Tennant: Als wir uns kurz darauf eine ähnliche Wohnung kauften, zahlten wir bereits dreimal so viel wie unser Freund. Es war trotzdem eine gute Investition, denn wir nutzen die Wohnung intensiv und haben uns da ein kleines Studio eingerichtet. Ich habe in England ein Haus auf dem Land, in dem wir bis dahin unsere Musik geschrieben hatten, aber seitdem wir die Wohnung haben, tun wir das in Berlin. Es ist wohltuend, London einfach mal hinter sich zu lassen. Irgendwer hat mal gesagt, dass ein Engländer sich erst wirklich frei fühlt, wenn er nicht in England ist. Und da ist was dran. Das Leben in Berlin ist so viel langsamer als das in London.

ZEIT: Ist Ihnen die AfD ein Begriff?

Tennant: Selbstverständlich. Wenn mich Freunde aus England in Berlin besuchen und wir auf dieses Thema kommen, weisen sie immer wieder darauf hin, dass es eine Partei wie die AfD in der englischen Politik nicht gibt. In England gilt Nigel Farage als rechts, aber er ist längst nicht so rechts wie die AfD und sitzt ja nicht einmal im Parlament. Auch unsere deutschen Freunde beobachten den Aufstieg der AfD mit Sorge. Es gibt hier sogar Leute, die Adolf Hitlers Geburtstag auf dem Nummernschild ihres Autos haben. Dieser Realität müssen wir uns stellen.

ZEIT: Eines Ihrer neuen Lieder heißt Wedding in Berlin. Worum geht es da?

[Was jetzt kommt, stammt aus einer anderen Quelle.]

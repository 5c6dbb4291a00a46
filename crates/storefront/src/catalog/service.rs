//! Catalog reads with remote-first, static-fallback semantics.

use std::future::Future;
use std::sync::Arc;

use moka::future::Cache;
use prasanna_farm_core::{Category, CategoryId, Product, ProductId};
use tracing::{debug, instrument, warn};

use super::cache::{CacheKey, CacheValue, CatalogExpiry};
use super::{SortOrder, StaticCatalog, related_from};
use crate::api::types::ProductQuery;
use crate::api::{ApiError, CatalogApi};

/// Shortest query sent to search.
pub const MIN_SEARCH_LEN: usize = 2;

/// Catalog provider for the storefront.
///
/// With a remote API configured, reads go to the remote service (retried
/// once) and successful responses are cached. Any failure, or no remote at
/// all, serves the built-in catalog instead.
#[derive(Clone)]
pub struct CatalogService {
    inner: Arc<CatalogServiceInner>,
}

struct CatalogServiceInner {
    remote: Option<CatalogApi>,
    fallback: &'static StaticCatalog,
    cache: Cache<CacheKey, CacheValue>,
}

impl CatalogService {
    #[must_use]
    pub fn new(remote: Option<CatalogApi>) -> Self {
        let cache = Cache::builder()
            .max_capacity(1000)
            .expire_after(CatalogExpiry)
            .build();

        Self {
            inner: Arc::new(CatalogServiceInner {
                remote,
                fallback: StaticCatalog::builtin(),
                cache,
            }),
        }
    }

    #[must_use]
    pub fn is_remote_enabled(&self) -> bool {
        self.inner.remote.is_some()
    }

    /// Products in a category (`"all"` for everything), in the given order.
    #[instrument(skip(self), fields(category = %category, sort = %sort))]
    pub async fn products(&self, category: &CategoryId, sort: SortOrder) -> Vec<Product> {
        let mut products = self.listing(category).await;
        sort.sort(&mut products);
        products
    }

    /// A single product.
    #[instrument(skip(self), fields(product_id = %id))]
    pub async fn product(&self, id: &ProductId) -> Option<Product> {
        if let Some(api) = &self.inner.remote {
            let key = CacheKey::Product(id.clone());
            if let Some(CacheValue::Product(product)) = self.inner.cache.get(&key).await {
                debug!("Cache hit for product");
                return Some(*product);
            }

            match retry_once("product", || api.product(id)).await {
                Ok(product) => {
                    self.inner
                        .cache
                        .insert(key, CacheValue::Product(Box::new(product.clone())))
                        .await;
                    return Some(product);
                }
                Err(e) => log_fallback("product", &e),
            }
        }

        self.inner.fallback.product(id).cloned()
    }

    #[instrument(skip(self))]
    pub async fn categories(&self) -> Vec<Category> {
        if let Some(api) = &self.inner.remote {
            let key = CacheKey::Categories;
            if let Some(CacheValue::Categories(categories)) = self.inner.cache.get(&key).await {
                debug!("Cache hit for categories");
                return categories.as_ref().clone();
            }

            match retry_once("categories", || api.categories()).await {
                Ok(categories) => {
                    self.inner
                        .cache
                        .insert(key, CacheValue::Categories(Arc::new(categories.clone())))
                        .await;
                    return categories;
                }
                Err(e) => log_fallback("categories", &e),
            }
        }

        self.inner.fallback.categories().to_vec()
    }

    #[instrument(skip(self), fields(category = %id))]
    pub async fn category(&self, id: &CategoryId) -> Option<Category> {
        if let Some(api) = &self.inner.remote {
            let key = CacheKey::Category(id.clone());
            if let Some(CacheValue::Category(category)) = self.inner.cache.get(&key).await {
                debug!("Cache hit for category");
                return Some(*category);
            }

            match retry_once("category", || api.category(id)).await {
                Ok(category) => {
                    self.inner
                        .cache
                        .insert(key, CacheValue::Category(Box::new(category.clone())))
                        .await;
                    return Some(category);
                }
                Err(e) => log_fallback("category", &e),
            }
        }

        self.inner.fallback.category(id).cloned()
    }

    /// Search products. Queries shorter than two characters match nothing.
    #[instrument(skip(self))]
    pub async fn search(&self, query: &str) -> Vec<Product> {
        let query = query.trim();
        if query.chars().count() < MIN_SEARCH_LEN {
            return Vec::new();
        }

        if let Some(api) = &self.inner.remote {
            let key = CacheKey::Search(query.to_lowercase());
            if let Some(CacheValue::Products(products)) = self.inner.cache.get(&key).await {
                debug!("Cache hit for search");
                return products.as_ref().clone();
            }

            match retry_once("search", || api.search(query)).await {
                Ok(products) => {
                    self.inner
                        .cache
                        .insert(key, CacheValue::Products(Arc::new(products.clone())))
                        .await;
                    return products;
                }
                Err(e) => log_fallback("search", &e),
            }
        }

        self.inner.fallback.search(query)
    }

    /// The `count` best-rated products.
    pub async fn featured(&self, count: usize) -> Vec<Product> {
        let mut products = self
            .products(&CategoryId::new(CategoryId::ALL), SortOrder::Rating)
            .await;
        products.truncate(count);
        products
    }

    /// Up to `count` other products from the same category as `product`.
    pub async fn related(&self, product: &Product, count: usize) -> Vec<Product> {
        related_from(self.listing(&product.category).await, product, count)
    }

    async fn listing(&self, category: &CategoryId) -> Vec<Product> {
        if let Some(api) = &self.inner.remote {
            let key = CacheKey::Products(category.clone());
            if let Some(CacheValue::Products(products)) = self.inner.cache.get(&key).await {
                debug!("Cache hit for products");
                return products.as_ref().clone();
            }

            let fetched = if category.is_all() {
                let query = ProductQuery::default();
                retry_once("products", || api.products(&query)).await
            } else {
                retry_once("products", || api.products_by_category(category)).await
            };

            match fetched {
                Ok(products) => {
                    self.inner
                        .cache
                        .insert(key, CacheValue::Products(Arc::new(products.clone())))
                        .await;
                    return products;
                }
                Err(e) => log_fallback("products", &e),
            }
        }

        self.inner.fallback.products_by_category(category)
    }
}

/// Run a remote read, retrying once on failure.
async fn retry_once<T, F, Fut>(operation: &str, call: F) -> Result<T, ApiError>
where
    F: Fn() -> Fut,
    Fut: Future<Output = Result<T, ApiError>>,
{
    match call().await {
        Ok(value) => Ok(value),
        Err(e) => {
            debug!(operation, error = %e, "Remote catalog read failed, retrying once");
            call().await
        }
    }
}

fn log_fallback(operation: &str, error: &ApiError) {
    warn!(
        operation,
        error = %error,
        status = error.status(),
        "Remote catalog unavailable, serving built-in data"
    );
}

Tennant: Sie suchen den Subtext, oder? Den gibt es aber nicht. Das ist einfach ein Song, den wir tatsächlich für die Hochzeit eines Berliner Freundes als Hochzeitsgeschenk produziert hatten und ihm als Unikat auf CD überreichten. Sie spielten es dann auf der Party nach der Trauung, und die Gäste flippten aus und sangen spontan mit: "We’re getting married! We’re getting married!" Einer der Gäste war unser Produzent Stuart Price, der den Song auch sehr mochte. Also nutzen wir den Song letztlich auch für uns.

ZEIT: Angeblich besuchen Sie regelmäßig den Berliner Techno-Club Berghain. Tanzen Sie da etwa?

Tennant: Ich tanze eher nicht.

Lowe: So oft sind wir da auch gar nicht. Und wenn wir uns mal dorthin aufmachen, gehen wir sonntagnachmittags in die Panorama-Bar, um dort mit Freunden wie dem Fotografen Wolfgang Tillmans, dessen tolle Bilder da an der Wand hängen, ein paar Drinks vor dem Abendessen zu nehmen.

Tennant: Prosecco!

ZEIT: Sie sind beide über sechzig. Wie hat sich Ihr Ausgehen mit den Jahren geändert?

Tennant: Es reicht mir, anderen zuzuschauen, wie sie durchdrehen. Und eigentlich gehe ich auch kaum noch in Clubs. Nach Jahrzehnten im Nachtleben lässt die Energie einfach nach. Außerdem hat sich die Clubkultur verändert, und nicht zum Guten. Handys haben alles ruiniert.